**Your goal:** Wherever the string "AppConfig" appears in a line of the listing below, report that line.

**Record extracts:**
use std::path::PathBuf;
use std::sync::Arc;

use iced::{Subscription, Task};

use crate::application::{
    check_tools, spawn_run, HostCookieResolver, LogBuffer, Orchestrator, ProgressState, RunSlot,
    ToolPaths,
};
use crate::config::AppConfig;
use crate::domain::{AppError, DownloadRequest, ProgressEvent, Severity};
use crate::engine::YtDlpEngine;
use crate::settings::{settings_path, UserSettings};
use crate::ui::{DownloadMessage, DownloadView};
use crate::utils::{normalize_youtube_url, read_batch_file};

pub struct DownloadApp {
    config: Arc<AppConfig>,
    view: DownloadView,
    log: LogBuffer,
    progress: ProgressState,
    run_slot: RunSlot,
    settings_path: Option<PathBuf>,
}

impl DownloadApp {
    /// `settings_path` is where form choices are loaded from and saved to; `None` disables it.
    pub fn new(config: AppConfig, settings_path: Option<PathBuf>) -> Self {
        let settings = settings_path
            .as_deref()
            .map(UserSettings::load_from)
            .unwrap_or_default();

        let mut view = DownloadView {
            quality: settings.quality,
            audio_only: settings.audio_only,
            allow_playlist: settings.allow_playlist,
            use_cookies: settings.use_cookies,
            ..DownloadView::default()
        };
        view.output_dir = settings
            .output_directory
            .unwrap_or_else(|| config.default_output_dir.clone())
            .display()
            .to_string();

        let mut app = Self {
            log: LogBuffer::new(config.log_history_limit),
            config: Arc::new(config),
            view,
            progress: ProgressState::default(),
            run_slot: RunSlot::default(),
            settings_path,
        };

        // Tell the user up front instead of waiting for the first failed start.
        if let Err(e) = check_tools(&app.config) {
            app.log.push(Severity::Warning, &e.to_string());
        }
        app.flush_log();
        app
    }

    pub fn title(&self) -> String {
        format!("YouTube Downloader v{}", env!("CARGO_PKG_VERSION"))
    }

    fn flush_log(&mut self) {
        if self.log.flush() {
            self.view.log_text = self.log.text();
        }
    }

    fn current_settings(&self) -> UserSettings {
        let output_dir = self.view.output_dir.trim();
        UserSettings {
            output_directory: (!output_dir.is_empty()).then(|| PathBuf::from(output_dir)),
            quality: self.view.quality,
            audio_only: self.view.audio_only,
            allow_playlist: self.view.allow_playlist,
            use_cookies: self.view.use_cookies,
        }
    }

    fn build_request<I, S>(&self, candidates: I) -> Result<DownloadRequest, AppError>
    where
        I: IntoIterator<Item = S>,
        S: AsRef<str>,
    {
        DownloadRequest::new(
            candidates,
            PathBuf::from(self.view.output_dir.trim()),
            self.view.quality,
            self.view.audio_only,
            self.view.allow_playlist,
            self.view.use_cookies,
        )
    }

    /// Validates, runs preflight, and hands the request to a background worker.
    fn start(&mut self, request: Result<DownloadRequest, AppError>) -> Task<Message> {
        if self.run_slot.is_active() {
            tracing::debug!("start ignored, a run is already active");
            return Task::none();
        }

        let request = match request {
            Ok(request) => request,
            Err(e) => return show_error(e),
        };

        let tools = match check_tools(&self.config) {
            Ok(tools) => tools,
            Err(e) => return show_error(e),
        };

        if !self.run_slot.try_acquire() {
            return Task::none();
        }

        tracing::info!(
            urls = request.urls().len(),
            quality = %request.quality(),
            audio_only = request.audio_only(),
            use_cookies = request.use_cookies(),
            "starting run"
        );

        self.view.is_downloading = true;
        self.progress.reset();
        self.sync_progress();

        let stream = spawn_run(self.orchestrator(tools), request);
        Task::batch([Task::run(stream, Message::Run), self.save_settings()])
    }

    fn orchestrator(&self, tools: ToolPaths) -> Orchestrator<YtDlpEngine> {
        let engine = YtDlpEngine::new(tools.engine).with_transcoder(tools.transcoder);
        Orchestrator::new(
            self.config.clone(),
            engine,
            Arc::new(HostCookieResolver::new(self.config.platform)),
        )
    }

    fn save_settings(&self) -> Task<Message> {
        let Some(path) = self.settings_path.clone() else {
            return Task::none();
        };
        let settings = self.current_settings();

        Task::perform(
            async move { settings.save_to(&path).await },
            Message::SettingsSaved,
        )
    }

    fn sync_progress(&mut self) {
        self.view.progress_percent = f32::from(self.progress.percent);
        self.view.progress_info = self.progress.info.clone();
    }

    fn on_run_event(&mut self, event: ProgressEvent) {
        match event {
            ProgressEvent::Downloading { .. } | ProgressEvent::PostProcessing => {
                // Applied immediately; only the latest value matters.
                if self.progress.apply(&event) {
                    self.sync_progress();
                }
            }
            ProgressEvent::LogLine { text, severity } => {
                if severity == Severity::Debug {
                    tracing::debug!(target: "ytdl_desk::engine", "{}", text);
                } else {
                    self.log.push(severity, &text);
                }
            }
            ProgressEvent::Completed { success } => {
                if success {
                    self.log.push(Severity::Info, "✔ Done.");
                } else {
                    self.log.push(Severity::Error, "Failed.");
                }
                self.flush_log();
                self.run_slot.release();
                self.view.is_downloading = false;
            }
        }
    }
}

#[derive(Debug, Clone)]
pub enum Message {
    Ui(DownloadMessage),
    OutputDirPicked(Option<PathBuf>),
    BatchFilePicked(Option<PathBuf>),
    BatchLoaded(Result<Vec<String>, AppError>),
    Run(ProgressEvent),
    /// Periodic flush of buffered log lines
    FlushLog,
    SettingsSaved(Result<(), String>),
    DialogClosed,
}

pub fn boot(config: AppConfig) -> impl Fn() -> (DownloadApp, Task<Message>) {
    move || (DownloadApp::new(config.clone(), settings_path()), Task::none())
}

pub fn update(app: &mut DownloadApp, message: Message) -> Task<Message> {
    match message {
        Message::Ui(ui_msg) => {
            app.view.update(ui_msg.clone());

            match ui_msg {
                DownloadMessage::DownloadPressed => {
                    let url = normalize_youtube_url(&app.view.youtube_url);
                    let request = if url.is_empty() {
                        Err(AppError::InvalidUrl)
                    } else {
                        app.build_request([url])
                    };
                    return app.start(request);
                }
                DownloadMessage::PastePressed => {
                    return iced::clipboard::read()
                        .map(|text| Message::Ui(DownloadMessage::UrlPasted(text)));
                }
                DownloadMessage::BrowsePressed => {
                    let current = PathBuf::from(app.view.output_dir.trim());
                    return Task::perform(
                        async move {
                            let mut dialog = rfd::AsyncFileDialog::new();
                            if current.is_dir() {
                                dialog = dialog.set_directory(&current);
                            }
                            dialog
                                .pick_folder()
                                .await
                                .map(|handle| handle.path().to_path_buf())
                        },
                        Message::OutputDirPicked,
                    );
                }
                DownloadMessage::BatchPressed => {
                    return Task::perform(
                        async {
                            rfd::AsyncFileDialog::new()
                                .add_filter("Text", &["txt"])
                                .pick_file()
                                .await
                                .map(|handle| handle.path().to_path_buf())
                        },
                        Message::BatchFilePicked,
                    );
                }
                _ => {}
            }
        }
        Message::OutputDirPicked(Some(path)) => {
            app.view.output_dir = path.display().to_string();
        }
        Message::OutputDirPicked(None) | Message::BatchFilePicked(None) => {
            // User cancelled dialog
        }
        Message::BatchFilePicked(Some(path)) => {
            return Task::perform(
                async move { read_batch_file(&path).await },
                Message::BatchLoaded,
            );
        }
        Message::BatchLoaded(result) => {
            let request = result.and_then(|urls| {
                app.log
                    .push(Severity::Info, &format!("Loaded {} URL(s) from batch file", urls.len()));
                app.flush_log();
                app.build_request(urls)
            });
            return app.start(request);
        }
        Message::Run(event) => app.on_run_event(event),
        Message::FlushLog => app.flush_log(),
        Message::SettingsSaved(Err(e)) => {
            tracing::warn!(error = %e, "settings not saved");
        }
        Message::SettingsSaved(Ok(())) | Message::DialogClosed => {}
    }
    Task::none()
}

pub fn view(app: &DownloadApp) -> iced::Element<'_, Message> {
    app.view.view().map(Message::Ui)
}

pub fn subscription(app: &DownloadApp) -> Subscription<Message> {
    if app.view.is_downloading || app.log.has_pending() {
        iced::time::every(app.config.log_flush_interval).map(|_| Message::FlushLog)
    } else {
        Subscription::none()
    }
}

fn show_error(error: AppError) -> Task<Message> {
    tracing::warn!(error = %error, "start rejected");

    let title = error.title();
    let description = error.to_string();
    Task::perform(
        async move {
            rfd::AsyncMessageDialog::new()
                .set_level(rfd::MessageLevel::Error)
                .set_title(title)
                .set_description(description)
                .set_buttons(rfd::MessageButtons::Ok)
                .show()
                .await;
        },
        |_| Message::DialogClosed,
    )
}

**Answer:**
use crate::config::AppConfig;
    config: Arc<AppConfig>,
    pub fn new(config: AppConfig, settings_path: Option<PathBuf>) -> Self {
pub fn boot(config: AppConfig) -> impl Fn() -> (DownloadApp, Task<Message>) {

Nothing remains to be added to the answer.